AIM OF THE EXERCISE
Note how many lines in the following material mention "rather", then give that number by itself.

Start of DATA SUPPLIED

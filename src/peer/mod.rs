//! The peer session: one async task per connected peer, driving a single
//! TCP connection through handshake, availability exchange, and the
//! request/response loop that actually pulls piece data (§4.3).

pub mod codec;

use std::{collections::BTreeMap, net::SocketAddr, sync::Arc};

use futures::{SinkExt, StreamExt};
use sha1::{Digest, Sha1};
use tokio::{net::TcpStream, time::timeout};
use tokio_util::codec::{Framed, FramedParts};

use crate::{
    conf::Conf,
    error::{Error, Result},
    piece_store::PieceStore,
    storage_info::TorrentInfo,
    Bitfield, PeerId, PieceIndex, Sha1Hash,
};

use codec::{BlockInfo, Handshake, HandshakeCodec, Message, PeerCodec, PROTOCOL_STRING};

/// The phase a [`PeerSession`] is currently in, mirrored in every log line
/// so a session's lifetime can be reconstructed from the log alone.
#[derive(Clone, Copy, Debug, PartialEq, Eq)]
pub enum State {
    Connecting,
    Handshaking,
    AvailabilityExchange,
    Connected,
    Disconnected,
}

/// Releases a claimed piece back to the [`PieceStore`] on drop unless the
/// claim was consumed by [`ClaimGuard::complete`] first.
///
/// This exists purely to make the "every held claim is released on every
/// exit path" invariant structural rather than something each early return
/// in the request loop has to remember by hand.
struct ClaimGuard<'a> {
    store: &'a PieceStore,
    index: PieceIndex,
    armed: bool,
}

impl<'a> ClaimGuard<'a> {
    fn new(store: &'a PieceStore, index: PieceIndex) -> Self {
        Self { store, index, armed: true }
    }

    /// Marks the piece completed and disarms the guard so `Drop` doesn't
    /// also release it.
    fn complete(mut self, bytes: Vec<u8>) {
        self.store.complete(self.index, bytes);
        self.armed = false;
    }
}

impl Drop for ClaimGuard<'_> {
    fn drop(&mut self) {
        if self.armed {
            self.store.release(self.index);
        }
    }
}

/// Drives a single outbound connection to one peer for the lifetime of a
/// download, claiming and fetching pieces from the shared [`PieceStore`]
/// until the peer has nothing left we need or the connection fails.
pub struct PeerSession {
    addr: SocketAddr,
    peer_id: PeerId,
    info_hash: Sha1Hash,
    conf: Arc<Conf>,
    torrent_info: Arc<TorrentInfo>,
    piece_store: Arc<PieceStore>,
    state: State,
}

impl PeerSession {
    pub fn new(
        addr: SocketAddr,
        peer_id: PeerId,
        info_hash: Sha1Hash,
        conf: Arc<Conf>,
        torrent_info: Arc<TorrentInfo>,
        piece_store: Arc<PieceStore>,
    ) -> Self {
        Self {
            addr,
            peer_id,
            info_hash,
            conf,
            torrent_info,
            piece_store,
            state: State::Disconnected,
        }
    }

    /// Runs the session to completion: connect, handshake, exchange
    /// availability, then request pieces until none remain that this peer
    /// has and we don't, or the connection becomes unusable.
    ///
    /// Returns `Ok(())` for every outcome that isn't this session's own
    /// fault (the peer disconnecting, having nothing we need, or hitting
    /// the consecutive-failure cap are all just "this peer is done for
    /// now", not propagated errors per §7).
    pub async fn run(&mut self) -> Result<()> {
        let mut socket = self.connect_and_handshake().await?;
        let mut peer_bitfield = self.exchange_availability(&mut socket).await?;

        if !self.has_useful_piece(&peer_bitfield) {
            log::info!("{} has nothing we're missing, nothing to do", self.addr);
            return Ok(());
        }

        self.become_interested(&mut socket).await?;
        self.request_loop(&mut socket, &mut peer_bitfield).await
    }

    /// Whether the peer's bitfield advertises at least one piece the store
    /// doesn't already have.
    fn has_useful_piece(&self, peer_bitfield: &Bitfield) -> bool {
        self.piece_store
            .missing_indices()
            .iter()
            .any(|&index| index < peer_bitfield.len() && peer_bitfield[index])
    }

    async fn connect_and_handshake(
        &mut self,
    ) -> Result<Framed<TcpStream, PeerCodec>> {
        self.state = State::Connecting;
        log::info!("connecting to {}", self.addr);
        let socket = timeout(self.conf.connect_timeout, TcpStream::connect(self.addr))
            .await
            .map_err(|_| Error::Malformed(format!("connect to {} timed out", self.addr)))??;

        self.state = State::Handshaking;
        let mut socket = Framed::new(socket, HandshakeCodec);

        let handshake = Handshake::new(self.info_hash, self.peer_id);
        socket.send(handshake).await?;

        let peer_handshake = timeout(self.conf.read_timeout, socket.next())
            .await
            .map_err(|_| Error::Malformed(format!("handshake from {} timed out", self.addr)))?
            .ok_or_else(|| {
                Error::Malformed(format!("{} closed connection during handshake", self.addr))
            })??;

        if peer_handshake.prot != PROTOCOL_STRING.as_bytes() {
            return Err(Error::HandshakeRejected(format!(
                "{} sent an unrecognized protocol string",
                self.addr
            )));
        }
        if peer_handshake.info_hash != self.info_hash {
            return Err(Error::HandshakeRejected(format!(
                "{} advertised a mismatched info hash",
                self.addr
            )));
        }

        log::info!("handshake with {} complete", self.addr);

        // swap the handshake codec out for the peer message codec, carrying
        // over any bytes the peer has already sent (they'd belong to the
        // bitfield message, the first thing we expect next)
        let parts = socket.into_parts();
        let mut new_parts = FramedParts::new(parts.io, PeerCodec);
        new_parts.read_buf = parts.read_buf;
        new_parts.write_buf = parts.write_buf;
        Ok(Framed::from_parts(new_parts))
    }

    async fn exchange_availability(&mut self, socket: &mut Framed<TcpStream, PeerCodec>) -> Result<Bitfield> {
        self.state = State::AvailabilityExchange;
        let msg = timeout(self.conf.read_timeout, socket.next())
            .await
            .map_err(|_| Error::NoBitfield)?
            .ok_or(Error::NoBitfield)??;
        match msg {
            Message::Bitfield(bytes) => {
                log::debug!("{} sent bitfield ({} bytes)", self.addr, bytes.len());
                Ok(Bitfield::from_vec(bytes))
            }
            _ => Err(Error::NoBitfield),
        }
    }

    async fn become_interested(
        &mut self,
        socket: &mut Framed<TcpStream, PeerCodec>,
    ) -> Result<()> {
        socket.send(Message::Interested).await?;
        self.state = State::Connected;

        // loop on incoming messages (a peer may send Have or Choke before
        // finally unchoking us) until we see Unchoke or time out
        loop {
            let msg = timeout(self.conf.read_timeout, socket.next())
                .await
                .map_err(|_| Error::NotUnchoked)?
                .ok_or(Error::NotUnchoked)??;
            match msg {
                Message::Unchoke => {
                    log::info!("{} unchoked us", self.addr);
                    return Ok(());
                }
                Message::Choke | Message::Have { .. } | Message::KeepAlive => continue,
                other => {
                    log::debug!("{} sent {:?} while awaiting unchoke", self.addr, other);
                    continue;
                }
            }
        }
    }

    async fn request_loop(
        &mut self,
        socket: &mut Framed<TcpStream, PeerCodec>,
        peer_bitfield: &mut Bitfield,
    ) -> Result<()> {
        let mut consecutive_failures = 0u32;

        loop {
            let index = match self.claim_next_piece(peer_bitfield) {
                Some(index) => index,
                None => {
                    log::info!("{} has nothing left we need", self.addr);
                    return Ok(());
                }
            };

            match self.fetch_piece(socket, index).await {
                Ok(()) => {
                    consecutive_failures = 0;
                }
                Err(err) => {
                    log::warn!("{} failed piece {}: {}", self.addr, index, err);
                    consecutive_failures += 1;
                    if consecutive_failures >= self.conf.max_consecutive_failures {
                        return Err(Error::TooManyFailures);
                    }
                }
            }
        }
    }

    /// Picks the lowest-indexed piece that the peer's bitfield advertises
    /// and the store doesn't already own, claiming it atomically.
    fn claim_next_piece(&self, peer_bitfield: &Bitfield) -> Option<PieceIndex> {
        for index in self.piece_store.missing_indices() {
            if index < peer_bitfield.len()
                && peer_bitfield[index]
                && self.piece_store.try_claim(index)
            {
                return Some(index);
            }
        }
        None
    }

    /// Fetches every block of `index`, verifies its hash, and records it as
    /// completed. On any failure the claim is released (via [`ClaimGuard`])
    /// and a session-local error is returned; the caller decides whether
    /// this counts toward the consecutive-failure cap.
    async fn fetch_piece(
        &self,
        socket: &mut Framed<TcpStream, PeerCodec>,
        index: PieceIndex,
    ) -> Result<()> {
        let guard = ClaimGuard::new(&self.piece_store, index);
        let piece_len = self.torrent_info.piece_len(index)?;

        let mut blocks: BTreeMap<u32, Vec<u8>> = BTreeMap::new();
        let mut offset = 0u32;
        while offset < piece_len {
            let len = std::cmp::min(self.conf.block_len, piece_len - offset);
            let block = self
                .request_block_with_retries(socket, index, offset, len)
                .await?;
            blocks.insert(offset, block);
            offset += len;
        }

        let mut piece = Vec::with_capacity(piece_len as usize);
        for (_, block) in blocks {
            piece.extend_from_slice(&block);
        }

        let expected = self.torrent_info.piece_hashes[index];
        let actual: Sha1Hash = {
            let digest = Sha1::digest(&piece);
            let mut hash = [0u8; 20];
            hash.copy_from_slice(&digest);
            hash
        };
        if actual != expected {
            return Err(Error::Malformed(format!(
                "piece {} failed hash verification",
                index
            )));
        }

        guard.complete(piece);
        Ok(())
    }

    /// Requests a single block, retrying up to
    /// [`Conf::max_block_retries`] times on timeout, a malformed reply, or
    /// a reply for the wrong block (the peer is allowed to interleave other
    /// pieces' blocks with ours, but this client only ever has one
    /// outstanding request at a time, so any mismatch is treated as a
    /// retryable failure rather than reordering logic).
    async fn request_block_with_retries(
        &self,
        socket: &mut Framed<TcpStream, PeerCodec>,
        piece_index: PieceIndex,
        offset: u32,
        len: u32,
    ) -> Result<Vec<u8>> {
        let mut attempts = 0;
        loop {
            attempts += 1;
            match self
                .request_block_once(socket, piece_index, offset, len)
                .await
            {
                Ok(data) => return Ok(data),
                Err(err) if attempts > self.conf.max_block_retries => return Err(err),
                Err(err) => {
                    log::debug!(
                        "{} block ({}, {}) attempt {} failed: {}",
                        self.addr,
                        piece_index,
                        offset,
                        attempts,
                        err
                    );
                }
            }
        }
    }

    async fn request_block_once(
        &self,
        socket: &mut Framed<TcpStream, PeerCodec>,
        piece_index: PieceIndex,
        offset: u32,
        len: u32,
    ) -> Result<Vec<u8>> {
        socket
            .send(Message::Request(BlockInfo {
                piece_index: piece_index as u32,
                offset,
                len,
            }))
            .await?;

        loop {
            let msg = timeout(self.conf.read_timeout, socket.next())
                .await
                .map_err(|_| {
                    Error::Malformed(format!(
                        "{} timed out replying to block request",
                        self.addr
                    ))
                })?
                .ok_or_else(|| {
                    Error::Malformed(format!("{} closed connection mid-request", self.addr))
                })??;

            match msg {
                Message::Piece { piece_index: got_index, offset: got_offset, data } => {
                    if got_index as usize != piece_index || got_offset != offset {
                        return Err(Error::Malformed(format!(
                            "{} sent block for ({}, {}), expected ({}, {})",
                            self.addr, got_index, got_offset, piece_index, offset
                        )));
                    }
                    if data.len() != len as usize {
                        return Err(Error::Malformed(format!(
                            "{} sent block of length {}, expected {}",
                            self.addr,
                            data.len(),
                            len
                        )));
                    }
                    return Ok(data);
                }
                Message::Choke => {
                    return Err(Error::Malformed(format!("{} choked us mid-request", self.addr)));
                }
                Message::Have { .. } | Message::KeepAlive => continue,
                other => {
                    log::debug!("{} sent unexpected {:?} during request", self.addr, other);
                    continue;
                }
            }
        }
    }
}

End of DATA SUPPLIED
Start of DATA SUPPLIED

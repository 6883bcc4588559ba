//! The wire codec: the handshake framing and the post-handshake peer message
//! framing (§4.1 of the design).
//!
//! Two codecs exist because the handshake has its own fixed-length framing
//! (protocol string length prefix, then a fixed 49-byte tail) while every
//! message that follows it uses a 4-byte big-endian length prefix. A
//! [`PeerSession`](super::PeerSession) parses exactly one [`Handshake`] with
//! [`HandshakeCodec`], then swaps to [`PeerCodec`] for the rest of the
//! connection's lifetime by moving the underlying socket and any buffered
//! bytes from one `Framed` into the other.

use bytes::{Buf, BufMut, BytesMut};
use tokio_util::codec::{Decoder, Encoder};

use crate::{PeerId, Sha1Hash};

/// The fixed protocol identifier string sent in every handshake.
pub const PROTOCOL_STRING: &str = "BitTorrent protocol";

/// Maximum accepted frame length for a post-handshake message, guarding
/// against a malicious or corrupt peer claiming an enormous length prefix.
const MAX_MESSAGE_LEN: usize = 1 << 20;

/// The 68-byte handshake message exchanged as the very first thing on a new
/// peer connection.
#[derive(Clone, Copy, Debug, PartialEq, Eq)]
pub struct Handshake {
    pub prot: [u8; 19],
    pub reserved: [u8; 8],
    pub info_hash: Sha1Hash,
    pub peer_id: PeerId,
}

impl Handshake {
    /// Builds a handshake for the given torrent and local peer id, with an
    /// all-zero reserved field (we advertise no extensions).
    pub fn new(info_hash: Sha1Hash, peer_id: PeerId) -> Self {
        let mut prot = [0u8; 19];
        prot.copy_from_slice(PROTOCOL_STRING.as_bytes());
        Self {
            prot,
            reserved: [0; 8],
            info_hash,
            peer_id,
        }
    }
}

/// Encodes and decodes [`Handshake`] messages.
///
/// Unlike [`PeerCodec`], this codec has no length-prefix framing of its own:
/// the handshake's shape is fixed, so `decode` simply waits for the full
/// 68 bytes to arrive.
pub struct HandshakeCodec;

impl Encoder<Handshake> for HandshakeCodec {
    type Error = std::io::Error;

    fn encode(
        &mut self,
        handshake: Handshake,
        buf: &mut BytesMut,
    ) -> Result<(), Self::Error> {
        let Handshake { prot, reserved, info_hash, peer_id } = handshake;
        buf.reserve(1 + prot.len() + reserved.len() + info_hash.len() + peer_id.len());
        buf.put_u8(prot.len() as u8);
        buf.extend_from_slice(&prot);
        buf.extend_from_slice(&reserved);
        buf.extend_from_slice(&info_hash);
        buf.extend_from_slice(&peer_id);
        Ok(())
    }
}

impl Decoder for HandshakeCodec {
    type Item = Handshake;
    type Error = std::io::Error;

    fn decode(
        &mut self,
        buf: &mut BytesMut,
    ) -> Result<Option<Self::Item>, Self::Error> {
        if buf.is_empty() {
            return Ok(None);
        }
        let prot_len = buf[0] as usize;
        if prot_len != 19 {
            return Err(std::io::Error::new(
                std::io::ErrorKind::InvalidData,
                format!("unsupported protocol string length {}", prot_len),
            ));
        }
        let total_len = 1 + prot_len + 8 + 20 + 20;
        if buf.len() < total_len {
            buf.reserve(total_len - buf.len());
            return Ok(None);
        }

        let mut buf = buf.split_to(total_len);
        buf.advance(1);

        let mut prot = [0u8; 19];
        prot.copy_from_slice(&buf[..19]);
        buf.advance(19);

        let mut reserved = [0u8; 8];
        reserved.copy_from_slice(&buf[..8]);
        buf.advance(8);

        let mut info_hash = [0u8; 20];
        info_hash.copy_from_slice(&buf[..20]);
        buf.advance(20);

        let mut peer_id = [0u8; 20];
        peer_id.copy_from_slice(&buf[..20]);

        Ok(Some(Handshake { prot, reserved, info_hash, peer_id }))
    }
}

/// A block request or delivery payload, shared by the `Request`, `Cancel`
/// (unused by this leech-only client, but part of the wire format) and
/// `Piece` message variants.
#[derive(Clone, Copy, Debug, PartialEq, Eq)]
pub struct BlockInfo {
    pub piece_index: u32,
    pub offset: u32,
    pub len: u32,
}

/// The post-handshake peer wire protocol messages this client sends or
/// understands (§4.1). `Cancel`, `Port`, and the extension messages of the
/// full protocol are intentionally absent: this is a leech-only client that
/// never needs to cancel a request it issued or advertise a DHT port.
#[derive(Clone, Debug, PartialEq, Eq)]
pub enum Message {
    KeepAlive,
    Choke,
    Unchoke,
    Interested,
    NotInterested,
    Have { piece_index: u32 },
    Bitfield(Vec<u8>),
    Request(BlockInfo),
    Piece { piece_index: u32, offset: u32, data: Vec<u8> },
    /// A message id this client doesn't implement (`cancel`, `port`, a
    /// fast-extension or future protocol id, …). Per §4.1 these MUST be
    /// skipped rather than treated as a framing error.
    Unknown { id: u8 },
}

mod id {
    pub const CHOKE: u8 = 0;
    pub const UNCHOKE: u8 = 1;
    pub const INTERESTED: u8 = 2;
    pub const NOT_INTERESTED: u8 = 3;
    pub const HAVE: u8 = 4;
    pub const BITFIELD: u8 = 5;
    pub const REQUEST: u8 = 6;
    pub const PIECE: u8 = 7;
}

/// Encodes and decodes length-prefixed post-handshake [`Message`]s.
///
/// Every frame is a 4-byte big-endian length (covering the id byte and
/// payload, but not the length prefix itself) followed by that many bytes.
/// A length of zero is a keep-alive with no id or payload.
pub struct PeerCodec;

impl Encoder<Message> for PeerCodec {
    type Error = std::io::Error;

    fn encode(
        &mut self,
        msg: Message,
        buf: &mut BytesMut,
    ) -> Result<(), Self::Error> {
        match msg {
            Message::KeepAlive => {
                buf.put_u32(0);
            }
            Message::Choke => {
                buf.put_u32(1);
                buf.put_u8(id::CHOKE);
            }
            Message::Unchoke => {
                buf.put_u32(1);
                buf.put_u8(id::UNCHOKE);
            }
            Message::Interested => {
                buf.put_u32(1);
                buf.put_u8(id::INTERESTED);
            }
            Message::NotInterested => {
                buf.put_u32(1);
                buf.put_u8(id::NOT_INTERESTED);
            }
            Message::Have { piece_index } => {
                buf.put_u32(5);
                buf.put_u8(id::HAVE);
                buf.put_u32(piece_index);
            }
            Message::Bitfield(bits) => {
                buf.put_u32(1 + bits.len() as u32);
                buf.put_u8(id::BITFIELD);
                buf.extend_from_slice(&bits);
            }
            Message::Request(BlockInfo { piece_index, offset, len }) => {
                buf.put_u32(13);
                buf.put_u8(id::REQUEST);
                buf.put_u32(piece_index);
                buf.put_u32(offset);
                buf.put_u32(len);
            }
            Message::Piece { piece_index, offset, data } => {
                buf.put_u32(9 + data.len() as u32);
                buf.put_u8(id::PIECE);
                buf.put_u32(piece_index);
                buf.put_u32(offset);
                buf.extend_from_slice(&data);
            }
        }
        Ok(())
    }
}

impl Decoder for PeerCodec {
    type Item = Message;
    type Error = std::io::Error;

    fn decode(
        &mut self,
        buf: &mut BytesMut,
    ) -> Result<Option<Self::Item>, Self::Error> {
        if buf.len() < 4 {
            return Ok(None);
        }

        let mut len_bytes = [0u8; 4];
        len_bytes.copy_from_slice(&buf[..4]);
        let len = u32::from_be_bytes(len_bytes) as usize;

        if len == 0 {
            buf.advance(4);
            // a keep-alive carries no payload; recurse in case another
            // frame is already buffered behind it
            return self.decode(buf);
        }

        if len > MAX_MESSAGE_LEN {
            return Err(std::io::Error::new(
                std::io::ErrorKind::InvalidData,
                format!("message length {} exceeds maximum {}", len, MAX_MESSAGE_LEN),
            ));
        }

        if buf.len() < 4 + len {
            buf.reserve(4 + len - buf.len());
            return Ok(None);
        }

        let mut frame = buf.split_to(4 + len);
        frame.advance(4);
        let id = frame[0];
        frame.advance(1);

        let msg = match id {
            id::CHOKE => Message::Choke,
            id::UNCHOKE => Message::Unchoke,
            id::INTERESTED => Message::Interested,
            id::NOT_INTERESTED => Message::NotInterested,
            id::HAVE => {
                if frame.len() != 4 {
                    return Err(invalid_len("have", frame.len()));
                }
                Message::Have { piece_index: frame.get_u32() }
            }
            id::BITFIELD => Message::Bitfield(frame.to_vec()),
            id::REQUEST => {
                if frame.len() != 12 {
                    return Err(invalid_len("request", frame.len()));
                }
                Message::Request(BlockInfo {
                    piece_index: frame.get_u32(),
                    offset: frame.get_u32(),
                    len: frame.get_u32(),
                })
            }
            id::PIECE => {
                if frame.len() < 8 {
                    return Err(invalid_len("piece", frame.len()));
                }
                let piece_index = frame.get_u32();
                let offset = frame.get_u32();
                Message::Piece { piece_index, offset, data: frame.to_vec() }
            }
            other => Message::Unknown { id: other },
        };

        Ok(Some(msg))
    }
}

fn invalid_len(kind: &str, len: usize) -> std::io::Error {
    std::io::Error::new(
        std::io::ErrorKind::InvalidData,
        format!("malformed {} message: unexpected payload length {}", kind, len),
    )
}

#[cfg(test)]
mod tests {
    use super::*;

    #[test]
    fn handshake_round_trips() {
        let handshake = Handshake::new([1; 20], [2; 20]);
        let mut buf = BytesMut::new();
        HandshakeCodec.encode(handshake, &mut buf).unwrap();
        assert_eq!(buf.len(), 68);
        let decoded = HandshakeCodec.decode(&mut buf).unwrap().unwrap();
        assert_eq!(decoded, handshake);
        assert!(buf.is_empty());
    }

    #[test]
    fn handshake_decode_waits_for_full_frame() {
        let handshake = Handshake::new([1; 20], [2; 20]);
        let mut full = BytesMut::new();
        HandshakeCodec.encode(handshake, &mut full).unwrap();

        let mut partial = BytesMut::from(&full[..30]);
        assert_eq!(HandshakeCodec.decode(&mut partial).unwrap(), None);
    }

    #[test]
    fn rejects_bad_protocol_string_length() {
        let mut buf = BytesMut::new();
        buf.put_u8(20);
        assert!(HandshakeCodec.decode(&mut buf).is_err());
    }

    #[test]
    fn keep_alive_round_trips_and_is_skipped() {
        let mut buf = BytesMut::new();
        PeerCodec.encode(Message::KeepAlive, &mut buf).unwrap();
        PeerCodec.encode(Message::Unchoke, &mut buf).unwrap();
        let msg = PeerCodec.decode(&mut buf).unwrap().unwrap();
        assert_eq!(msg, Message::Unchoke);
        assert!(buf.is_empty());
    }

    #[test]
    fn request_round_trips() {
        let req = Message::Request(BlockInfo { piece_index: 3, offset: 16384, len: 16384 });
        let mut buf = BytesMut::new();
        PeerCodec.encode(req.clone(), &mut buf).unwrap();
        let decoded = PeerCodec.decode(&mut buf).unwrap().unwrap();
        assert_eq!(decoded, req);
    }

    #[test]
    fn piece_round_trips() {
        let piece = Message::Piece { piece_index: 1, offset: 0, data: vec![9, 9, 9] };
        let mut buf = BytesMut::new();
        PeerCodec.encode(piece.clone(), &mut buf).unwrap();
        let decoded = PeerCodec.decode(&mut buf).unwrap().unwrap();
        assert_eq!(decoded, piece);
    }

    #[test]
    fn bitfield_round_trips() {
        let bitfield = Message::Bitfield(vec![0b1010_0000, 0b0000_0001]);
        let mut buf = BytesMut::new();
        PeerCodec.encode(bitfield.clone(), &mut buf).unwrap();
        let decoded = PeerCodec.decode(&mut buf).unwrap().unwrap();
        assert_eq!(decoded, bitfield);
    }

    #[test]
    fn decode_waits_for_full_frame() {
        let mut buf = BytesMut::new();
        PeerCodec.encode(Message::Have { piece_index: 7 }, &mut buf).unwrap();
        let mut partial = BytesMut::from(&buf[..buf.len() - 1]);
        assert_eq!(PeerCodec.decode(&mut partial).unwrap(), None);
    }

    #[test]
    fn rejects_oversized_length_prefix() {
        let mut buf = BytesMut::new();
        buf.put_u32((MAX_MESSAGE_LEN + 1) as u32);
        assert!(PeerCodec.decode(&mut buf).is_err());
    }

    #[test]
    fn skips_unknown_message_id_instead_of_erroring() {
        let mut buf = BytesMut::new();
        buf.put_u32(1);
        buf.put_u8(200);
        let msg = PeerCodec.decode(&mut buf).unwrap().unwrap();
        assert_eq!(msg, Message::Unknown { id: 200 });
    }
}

End of DATA SUPPLIED

SOLVED EXERCISE
3